**What is required:**
The required result is one figure, the count of lines below with the string "other" in them.

[Supplied records Boundary: Start]

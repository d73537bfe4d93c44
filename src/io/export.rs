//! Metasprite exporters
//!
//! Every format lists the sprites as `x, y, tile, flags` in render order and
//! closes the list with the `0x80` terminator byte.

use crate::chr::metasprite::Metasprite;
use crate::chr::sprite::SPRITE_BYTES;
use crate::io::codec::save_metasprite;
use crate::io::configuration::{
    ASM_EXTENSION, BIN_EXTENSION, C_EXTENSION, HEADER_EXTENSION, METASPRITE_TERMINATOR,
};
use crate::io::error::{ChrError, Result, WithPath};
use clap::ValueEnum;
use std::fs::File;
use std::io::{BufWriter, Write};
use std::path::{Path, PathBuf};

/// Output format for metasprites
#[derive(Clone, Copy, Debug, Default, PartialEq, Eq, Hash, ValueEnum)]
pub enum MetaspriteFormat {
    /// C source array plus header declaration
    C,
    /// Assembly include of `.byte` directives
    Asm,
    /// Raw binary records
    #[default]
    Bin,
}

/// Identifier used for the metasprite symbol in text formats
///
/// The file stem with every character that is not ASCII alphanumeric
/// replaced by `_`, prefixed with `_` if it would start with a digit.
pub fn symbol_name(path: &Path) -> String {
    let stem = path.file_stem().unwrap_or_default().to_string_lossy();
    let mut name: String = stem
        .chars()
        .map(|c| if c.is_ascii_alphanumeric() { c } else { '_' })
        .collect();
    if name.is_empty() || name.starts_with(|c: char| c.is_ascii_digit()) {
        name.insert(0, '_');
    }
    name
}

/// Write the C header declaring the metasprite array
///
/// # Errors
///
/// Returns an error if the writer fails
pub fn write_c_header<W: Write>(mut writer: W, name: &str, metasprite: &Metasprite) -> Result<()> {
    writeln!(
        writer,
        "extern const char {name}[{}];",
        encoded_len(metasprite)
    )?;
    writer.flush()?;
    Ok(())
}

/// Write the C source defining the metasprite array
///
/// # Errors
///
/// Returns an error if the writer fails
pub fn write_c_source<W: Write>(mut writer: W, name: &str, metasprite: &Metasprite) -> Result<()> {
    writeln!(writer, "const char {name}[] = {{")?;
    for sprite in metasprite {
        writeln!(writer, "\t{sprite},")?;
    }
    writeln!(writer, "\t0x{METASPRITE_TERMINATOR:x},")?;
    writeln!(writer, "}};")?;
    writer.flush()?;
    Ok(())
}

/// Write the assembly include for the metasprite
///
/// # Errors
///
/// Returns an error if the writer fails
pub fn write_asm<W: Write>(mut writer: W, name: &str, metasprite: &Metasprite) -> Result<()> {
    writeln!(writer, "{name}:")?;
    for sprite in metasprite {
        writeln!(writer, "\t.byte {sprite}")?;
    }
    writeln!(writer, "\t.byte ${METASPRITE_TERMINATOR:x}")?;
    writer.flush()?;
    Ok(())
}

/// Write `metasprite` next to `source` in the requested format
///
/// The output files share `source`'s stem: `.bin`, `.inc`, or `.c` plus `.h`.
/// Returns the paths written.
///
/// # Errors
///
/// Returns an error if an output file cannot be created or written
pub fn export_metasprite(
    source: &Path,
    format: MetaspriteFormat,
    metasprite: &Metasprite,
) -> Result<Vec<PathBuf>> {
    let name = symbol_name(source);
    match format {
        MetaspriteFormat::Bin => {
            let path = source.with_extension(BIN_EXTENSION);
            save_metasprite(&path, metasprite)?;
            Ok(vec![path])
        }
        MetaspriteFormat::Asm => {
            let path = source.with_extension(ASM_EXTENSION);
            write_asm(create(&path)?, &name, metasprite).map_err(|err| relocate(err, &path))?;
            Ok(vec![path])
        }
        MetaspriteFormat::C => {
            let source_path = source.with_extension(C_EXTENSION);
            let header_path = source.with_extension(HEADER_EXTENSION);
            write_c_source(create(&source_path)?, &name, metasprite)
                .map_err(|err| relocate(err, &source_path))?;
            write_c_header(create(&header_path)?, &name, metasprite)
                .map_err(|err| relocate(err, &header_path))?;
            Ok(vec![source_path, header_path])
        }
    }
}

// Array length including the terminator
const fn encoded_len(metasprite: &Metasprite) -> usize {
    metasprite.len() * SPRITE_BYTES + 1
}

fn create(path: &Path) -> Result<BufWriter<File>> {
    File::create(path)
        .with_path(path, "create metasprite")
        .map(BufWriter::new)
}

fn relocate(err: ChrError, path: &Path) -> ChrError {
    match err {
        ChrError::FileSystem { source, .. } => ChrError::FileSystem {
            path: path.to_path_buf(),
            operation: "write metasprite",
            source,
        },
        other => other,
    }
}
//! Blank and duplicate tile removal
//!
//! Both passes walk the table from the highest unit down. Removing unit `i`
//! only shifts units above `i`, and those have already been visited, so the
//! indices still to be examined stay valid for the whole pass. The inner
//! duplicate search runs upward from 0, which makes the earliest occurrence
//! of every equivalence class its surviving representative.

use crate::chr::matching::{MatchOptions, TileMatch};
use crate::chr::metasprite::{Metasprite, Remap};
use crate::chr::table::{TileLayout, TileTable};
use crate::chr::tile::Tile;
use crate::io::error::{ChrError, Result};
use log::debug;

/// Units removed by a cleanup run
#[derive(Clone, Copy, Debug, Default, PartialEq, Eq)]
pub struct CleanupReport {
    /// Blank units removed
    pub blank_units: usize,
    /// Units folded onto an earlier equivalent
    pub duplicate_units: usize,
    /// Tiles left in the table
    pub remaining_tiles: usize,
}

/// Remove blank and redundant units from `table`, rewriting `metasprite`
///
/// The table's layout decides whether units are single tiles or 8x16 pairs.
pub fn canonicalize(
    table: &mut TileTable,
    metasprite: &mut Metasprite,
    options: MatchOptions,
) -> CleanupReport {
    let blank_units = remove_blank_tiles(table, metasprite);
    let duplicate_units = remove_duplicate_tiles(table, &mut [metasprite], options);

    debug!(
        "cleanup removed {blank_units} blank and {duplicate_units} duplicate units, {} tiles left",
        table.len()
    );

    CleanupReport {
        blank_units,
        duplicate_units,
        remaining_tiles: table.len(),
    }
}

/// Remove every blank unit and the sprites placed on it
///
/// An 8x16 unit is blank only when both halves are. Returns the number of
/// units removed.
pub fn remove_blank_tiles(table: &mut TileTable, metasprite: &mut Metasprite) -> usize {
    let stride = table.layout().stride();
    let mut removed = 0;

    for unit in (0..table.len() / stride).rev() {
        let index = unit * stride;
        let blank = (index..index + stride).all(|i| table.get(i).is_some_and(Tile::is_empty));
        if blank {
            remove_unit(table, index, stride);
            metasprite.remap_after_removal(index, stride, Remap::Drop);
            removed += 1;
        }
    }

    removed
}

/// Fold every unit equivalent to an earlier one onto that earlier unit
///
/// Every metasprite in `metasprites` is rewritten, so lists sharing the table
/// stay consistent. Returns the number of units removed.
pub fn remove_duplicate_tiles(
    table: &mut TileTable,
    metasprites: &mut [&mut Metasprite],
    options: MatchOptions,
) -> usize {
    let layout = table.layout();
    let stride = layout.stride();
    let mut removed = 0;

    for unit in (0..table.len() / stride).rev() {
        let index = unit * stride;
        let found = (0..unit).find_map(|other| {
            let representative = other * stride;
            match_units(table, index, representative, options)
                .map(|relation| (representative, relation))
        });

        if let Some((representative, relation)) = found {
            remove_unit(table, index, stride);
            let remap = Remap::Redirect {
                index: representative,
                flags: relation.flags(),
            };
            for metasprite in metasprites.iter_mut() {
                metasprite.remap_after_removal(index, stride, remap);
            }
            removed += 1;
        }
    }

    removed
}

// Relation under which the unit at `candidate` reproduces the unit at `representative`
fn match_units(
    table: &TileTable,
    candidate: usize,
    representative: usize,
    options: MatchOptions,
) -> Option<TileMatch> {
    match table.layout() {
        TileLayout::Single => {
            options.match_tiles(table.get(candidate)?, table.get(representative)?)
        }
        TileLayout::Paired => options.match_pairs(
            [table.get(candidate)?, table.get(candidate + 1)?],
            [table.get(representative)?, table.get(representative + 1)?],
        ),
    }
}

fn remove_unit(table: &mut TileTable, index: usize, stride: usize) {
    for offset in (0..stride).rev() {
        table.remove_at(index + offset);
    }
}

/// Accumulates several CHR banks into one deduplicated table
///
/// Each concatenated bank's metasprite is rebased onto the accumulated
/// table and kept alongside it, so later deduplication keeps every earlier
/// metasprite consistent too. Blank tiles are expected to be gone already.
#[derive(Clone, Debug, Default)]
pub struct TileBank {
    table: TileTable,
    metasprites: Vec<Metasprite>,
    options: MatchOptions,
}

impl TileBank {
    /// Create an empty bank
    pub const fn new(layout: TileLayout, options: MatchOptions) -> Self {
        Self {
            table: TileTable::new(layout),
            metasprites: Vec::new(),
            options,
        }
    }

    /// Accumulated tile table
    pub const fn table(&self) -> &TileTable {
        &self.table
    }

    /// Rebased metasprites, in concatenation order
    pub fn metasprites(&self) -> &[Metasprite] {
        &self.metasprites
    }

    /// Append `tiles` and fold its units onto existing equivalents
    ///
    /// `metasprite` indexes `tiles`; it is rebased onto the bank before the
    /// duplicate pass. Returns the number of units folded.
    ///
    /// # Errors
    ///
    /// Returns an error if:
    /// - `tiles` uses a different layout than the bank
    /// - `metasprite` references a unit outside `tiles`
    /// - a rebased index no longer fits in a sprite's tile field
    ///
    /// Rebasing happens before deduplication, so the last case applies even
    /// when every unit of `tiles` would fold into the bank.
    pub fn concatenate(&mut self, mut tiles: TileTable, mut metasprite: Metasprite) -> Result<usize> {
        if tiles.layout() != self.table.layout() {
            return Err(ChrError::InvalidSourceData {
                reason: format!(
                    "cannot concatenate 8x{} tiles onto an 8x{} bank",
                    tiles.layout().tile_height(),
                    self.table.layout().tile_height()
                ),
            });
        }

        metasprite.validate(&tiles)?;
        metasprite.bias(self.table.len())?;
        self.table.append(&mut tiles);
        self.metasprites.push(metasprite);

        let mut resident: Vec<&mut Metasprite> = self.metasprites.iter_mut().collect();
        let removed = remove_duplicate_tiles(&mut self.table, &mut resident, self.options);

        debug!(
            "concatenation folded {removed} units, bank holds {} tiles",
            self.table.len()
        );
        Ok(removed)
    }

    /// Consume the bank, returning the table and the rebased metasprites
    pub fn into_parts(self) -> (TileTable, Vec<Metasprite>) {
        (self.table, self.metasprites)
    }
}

[Supplied records Boundary: End]

**Answer to this exercise:**
3